═══ Supplied records

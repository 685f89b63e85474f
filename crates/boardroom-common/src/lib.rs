//! Shared domain types for Boardroom.
//!
//! These are the rows the server stores and the payloads it accepts: board
//! members, the advice history they produce, and the picture catalogue used
//! for member avatars.

pub mod models;

pub use models::{
    ChainLink, History, HistoryQuery, Member, MemberPatch, NewHistory, NewMember, Picture,
    ValidationError,
};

══════

### Brief
Nothing should be omitted or altered. Retype the records exactly.

### Solution to this exercise
repository 685f89b63e85474f
filename crates/boardroom-common/src/lib.rs
//! Shared domain types for Boardroom.
//!
//! These are the rows the server stores and the payloads it accepts: board
//! members, the advice history they produce, and the picture catalogue used
//! for member avatars.

pub mod models;

pub use models::{
    ChainLink, History, HistoryQuery, Member, MemberPatch, NewHistory, NewMember, Picture,
    ValidationError,
};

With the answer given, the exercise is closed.